Ia menyandarkan tubuh ke kursi, menatap langit-langit ruangan seperti mencari jawaban di antara udara yang tiba-tiba terasa sempit. Nama itu nama yang sudah berbulan-bulan ia pikirkan, tapi juga terus ia rindukan.
“Olivia…” gumamnya pelan, suara nyaris tak terdengar.
Rey berpura-pura sibuk dengan tabletnya, tapi sesekali melirik ke arah Kevin yang kini menatap kosong ke depan.
“Dia magang di mana?” tanya Kevin akhirnya, masih dengan suara rendah.
“Divisi desain kreatif, Pak. Saya… yang mengatur penempatannya.”

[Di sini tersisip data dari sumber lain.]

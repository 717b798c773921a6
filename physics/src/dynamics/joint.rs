//! Controllers: per-step force/impulse injectors.
//!
//! A controller runs once per step after external forces. Joints are
//! controllers that also own a set of constraints in the system's constraint
//! set; enabling or disabling the joint toggles those constraints.

use std::fmt;

use crate::constants::{
    EPSILON, HINGE_MID_ALLOWED_DISTANCE, HINGE_TIMESCALE, HINGE_UNLIMITED_ANGLE_DEG,
};
use crate::dynamics::body::{BodyHandle, BodySet};
use crate::dynamics::constraint::{Constraint, ConstraintHandle};
use crate::error::{PhysicsError, Result};
use crate::math::{Quat, Vec3, any_perpendicular, try_normalize};

slotmap::new_key_type! {
    pub struct ControllerHandle;
}

/// User-supplied controller logic.
pub trait ControllerFn {
    fn update_controller(&mut self, bodies: &mut BodySet, dt: f32);
}

impl<F> ControllerFn for F
where
    F: FnMut(&mut BodySet, f32),
{
    fn update_controller(&mut self, bodies: &mut BodySet, dt: f32) {
        self(bodies, dt)
    }
}

pub enum Controller {
    Hinge(HingeJoint),
    Custom(Box<dyn ControllerFn>),
}

impl fmt::Debug for Controller {
    fn fmt(&self, f: &mut fmt::Formatter<'_>) -> fmt::Result {
        match self {
            Self::Hinge(h) => f.debug_tuple("Hinge").field(h).finish(),
            Self::Custom(_) => f.write_str("Custom(..)"),
        }
    }
}

impl Controller {
    pub fn custom(f: impl ControllerFn + 'static) -> Self {
        Self::Custom(Box::new(f))
    }

    pub fn update_controller(&mut self, bodies: &mut BodySet, dt: f32) {
        match self {
            Self::Hinge(h) => h.update_controller(bodies, dt),
            Self::Custom(c) => c.update_controller(bodies, dt),
        }
    }

    /// Constraints owned by this controller.
    pub fn constraints(&self) -> Vec<ConstraintHandle> {
        match self {
            Self::Hinge(h) => h.constraints().collect(),
            Self::Custom(_) => Vec::new(),
        }
    }
}

/// Hinge construction parameters. Positions and the axis are in world space
/// at the moment the joint is created.
#[derive(Clone, Copy, Debug)]
pub struct HingeDesc {
    pub body0: BodyHandle,
    pub body1: BodyHandle,
    pub hinge_axis: Vec3,
    /// Hinge centre relative to `body0`'s position.
    pub hinge_pos_rel0: Vec3,
    pub half_width: f32,
    /// Allowed rotation either side of the rest pose, in degrees. Angles above
    /// 150 degrees leave the hinge unlimited.
    pub fwd_angle_deg: f32,
    pub bck_angle_deg: f32,
    /// Side anchors may drift apart by this fraction of `half_width`.
    pub sideways_slack: f32,
    /// Fraction of the relative spin about the hinge removed per step. `0`
    /// disables damping.
    pub damping: f32,
}

impl HingeDesc {
    pub fn new(body0: BodyHandle, body1: BodyHandle, hinge_axis: Vec3, hinge_pos_rel0: Vec3) -> Self {
        Self {
            body0,
            body1,
            hinge_axis,
            hinge_pos_rel0,
            half_width: 0.5,
            fwd_angle_deg: 180.0,
            bck_angle_deg: 180.0,
            sideways_slack: 0.0,
            damping: 0.0,
        }
    }
}

#[derive(Debug)]
pub struct HingeJoint {
    body0: BodyHandle,
    body1: BodyHandle,
    /// Hinge axis in `body0` space.
    local_axis: Vec3,
    damping: Option<f32>,
    extra_torque: f32,
    mid: ConstraintHandle,
    sides: [ConstraintHandle; 2],
    limit: Option<ConstraintHandle>,
}

impl HingeJoint {
    /// Create the joint's constraints through `add` and assemble the joint.
    pub fn build(
        desc: &HingeDesc,
        bodies: &BodySet,
        mut add: impl FnMut(Constraint) -> ConstraintHandle,
    ) -> Result<Self> {
        let b0 = bodies.get(desc.body0).ok_or(PhysicsError::UnknownBody(desc.body0))?;
        let b1 = bodies.get(desc.body1).ok_or(PhysicsError::UnknownBody(desc.body1))?;
        if desc.body0 == desc.body1 {
            return Err(PhysicsError::InvalidConfiguration {
                reason: "hinge needs two distinct bodies",
            });
        }
        let axis = try_normalize(&desc.hinge_axis).ok_or(PhysicsError::InvalidConfiguration {
            reason: "hinge axis has zero length",
        })?;
        if desc.half_width <= 0.0 {
            return Err(PhysicsError::InvalidConfiguration {
                reason: "hinge half width must be positive",
            });
        }

        let q0_inv = b0.orientation().inverse();
        let q1_inv = b1.orientation().inverse();
        let rel0 = desc.hinge_pos_rel0;
        let rel1 = b0.position() + rel0 - b1.position();
        let to_local0 = |v: Vec3| q0_inv * v;
        let to_local1 = |v: Vec3| q1_inv * v;

        let side = axis * desc.half_width;
        let allowed_side = desc.sideways_slack * desc.half_width;
        let sides = [
            add(Constraint::max_distance(
                desc.body0,
                to_local0(rel0 + side),
                desc.body1,
                to_local1(rel1 + side),
                allowed_side,
            )),
            add(Constraint::max_distance(
                desc.body0,
                to_local0(rel0 - side),
                desc.body1,
                to_local1(rel1 - side),
                allowed_side,
            )),
        ];
        let mid = add(Constraint::point(
            desc.body0,
            to_local0(rel0),
            desc.body1,
            to_local1(rel1),
            HINGE_MID_ALLOWED_DISTANCE,
            HINGE_TIMESCALE,
        ));

        let limit = if desc.fwd_angle_deg <= HINGE_UNLIMITED_ANGLE_DEG {
            // Two anchors on a lever perpendicular to the hinge; their
            // separation limit approximates the angular range.
            let perp = any_perpendicular(&axis);
            let len = 10.0 * desc.half_width;
            let anchor0 = perp * len;
            let to_middle = 0.5 * (desc.fwd_angle_deg - desc.bck_angle_deg);
            let rot = Quat::from_scaled_axis(axis * (-to_middle).to_radians());
            let anchor1 = rot * anchor0;
            let half_angle = 0.5 * (desc.fwd_angle_deg + desc.bck_angle_deg);
            let allowed = len * 2.0 * (0.5 * half_angle).to_radians().sin();

            let hinge_pos = b0.position() + rel0;
            let rel0c = hinge_pos + anchor0 - b0.position();
            let rel1c = hinge_pos + anchor1 - b1.position();
            Some(add(Constraint::max_distance(
                desc.body0,
                to_local0(rel0c),
                desc.body1,
                to_local1(rel1c),
                allowed,
            )))
        } else {
            None
        };

        let damping = (desc.damping > 0.0).then(|| desc.damping.min(1.0));
        log::debug!(
            "hinge between {:?} and {:?}: limit {}, damping {:?}",
            desc.body0,
            desc.body1,
            limit.is_some(),
            damping
        );
        Ok(Self {
            body0: desc.body0,
            body1: desc.body1,
            local_axis: to_local0(axis),
            damping,
            extra_torque: 0.0,
            mid,
            sides,
            limit,
        })
    }

    pub fn bodies(&self) -> (BodyHandle, BodyHandle) {
        (self.body0, self.body1)
    }

    pub fn constraints(&self) -> impl Iterator<Item = ConstraintHandle> + '_ {
        std::iter::once(self.mid)
            .chain(self.sides.iter().copied())
            .chain(self.limit)
    }

    #[inline]
    pub fn has_limit(&self) -> bool {
        self.limit.is_some()
    }

    #[inline]
    pub fn extra_torque(&self) -> f32 {
        self.extra_torque
    }

    /// Torque applied about the hinge axis every step, equal and opposite on
    /// the two bodies.
    pub fn set_extra_torque(&mut self, torque: f32) {
        self.extra_torque = torque;
    }

    pub fn update_controller(&mut self, bodies: &mut BodySet, _dt: f32) {
        let Some([b0, b1]) = bodies.get_disjoint_mut([self.body0, self.body1]) else {
            return;
        };

        if let Some(damping) = self.damping {
            // The effective axis is the direction of relative spin.
            if let Some(axis) = try_normalize(&(b1.ang_velocity() - b0.ang_velocity())) {
                let rot0 = b0.ang_velocity().dot(&axis);
                let rot1 = b1.ang_velocity().dot(&axis);
                let avg = 0.5 * (rot0 + rot1);
                let frac = 1.0 - damping;
                let new_rot0 = avg + (rot0 - avg) * frac;
                let new_rot1 = avg + (rot1 - avg) * frac;
                if (new_rot0 - rot0).abs() > EPSILON {
                    b0.set_ang_velocity(b0.ang_velocity() + axis * (new_rot0 - rot0));
                }
                if (new_rot1 - rot1).abs() > EPSILON {
                    b1.set_ang_velocity(b1.ang_velocity() + axis * (new_rot1 - rot1));
                }
            }
        }

        if self.extra_torque != 0.0 {
            let torque = (b0.orientation() * self.local_axis) * self.extra_torque;
            b0.add_world_torque(&torque);
            b1.add_world_torque(&-torque);
        }
    }
}

#[cfg(test)]
mod tests {
    use super::*;
    use crate::dynamics::body::Body;
    use crate::dynamics::constraint::{ConstraintKind, ConstraintSet};

    fn setup() -> (BodySet, BodyHandle, BodyHandle) {
        let mut bodies = BodySet::with_key();
        let a = bodies.insert(Body::at(Vec3::zeros(), 1.0));
        let b = bodies.insert(Body::at(Vec3::new(1.0, 0.0, 0.0), 1.0));
        (bodies, a, b)
    }

    #[test]
    fn unlimited_hinge_has_three_constraints() {
        let (bodies, a, b) = setup();
        let mut set = ConstraintSet::with_key();
        let desc = HingeDesc::new(a, b, Vec3::z(), Vec3::new(0.5, 0.0, 0.0));
        let hinge = HingeJoint::build(&desc, &bodies, |c| set.insert(c)).unwrap();
        assert!(!hinge.has_limit());
        assert_eq!(hinge.constraints().count(), 3);
        assert_eq!(set.len(), 3);
    }

    #[test]
    fn limited_hinge_adds_cone_constraint() {
        let (bodies, a, b) = setup();
        let mut set = ConstraintSet::with_key();
        let mut desc = HingeDesc::new(a, b, Vec3::z(), Vec3::new(0.5, 0.0, 0.0));
        desc.fwd_angle_deg = 60.0;
        desc.bck_angle_deg = 60.0;
        let hinge = HingeJoint::build(&desc, &bodies, |c| set.insert(c)).unwrap();
        assert!(hinge.has_limit());
        let limit = hinge.constraints().last().unwrap();
        let ConstraintKind::MaxDistance(md) = set[limit].kind() else {
            panic!("limit is a max-distance constraint");
        };
        // len = 5, half angle 60: 2 * 5 * sin(30 deg) = 5.
        assert!((md.max_distance - 5.0).abs() < 1.0e-4);
    }

    #[test]
    fn zero_axis_is_rejected() {
        let (bodies, a, b) = setup();
        let mut set = ConstraintSet::with_key();
        let desc = HingeDesc::new(a, b, Vec3::zeros(), Vec3::zeros());
        assert!(HingeJoint::build(&desc, &bodies, |c| set.insert(c)).is_err());
        assert!(set.is_empty());
    }

    #[test]
    fn damping_blends_relative_spin() {
        let (mut bodies, a, b) = setup();
        let mut set = ConstraintSet::with_key();
        let mut desc = HingeDesc::new(a, b, Vec3::z(), Vec3::new(0.5, 0.0, 0.0));
        desc.damping = 0.5;
        let mut hinge = HingeJoint::build(&desc, &bodies, |c| set.insert(c)).unwrap();
        bodies[b].set_ang_velocity(Vec3::new(0.0, 0.0, 2.0));
        hinge.update_controller(&mut bodies, 0.01);
        assert!((bodies[a].ang_velocity().z - 0.5).abs() < 1.0e-5);
        assert!((bodies[b].ang_velocity().z - 1.5).abs() < 1.0e-5);
    }

    #[test]
    fn damping_leaves_an_immovable_frame_still() {
        let (mut bodies, a, b) = setup();
        bodies[a].set_immovable(true);
        let mut set = ConstraintSet::with_key();
        let mut desc = HingeDesc::new(a, b, Vec3::z(), Vec3::new(0.5, 0.0, 0.0));
        desc.damping = 0.5;
        let mut hinge = HingeJoint::build(&desc, &bodies, |c| set.insert(c)).unwrap();
        bodies[b].set_ang_velocity(Vec3::new(0.0, 0.0, 2.0));
        hinge.update_controller(&mut bodies, 0.01);
        assert_eq!(bodies[a].ang_velocity(), Vec3::zeros());
        assert!((bodies[b].ang_velocity().z - 1.5).abs() < 1.0e-5);
    }

    #[test]
    fn custom_controller_runs() {
        let (mut bodies, a, _) = setup();
        let mut c = Controller::custom(move |bodies: &mut BodySet, _dt: f32| {
            bodies[a].add_world_force(&Vec3::new(1.0, 0.0, 0.0));
        });
        c.update_controller(&mut bodies, 0.01);
        assert_eq!(bodies[a].force(), Vec3::new(1.0, 0.0, 0.0));
        assert!(c.constraints().is_empty());
    }
}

Kevin menatap Rey tajam, tapi bukan dengan amarah, lebih ke rasa ingin tahu bercampur bingung.
“Kamu tahu dia dari awal, ya?”
Rey menarik napas.
“Baru tahu setelah pihak kampus kirim daftar, Pak".
Kevin tertawa kecil tapi itu bukan tawa bahagia. Lebih seperti tawa getir.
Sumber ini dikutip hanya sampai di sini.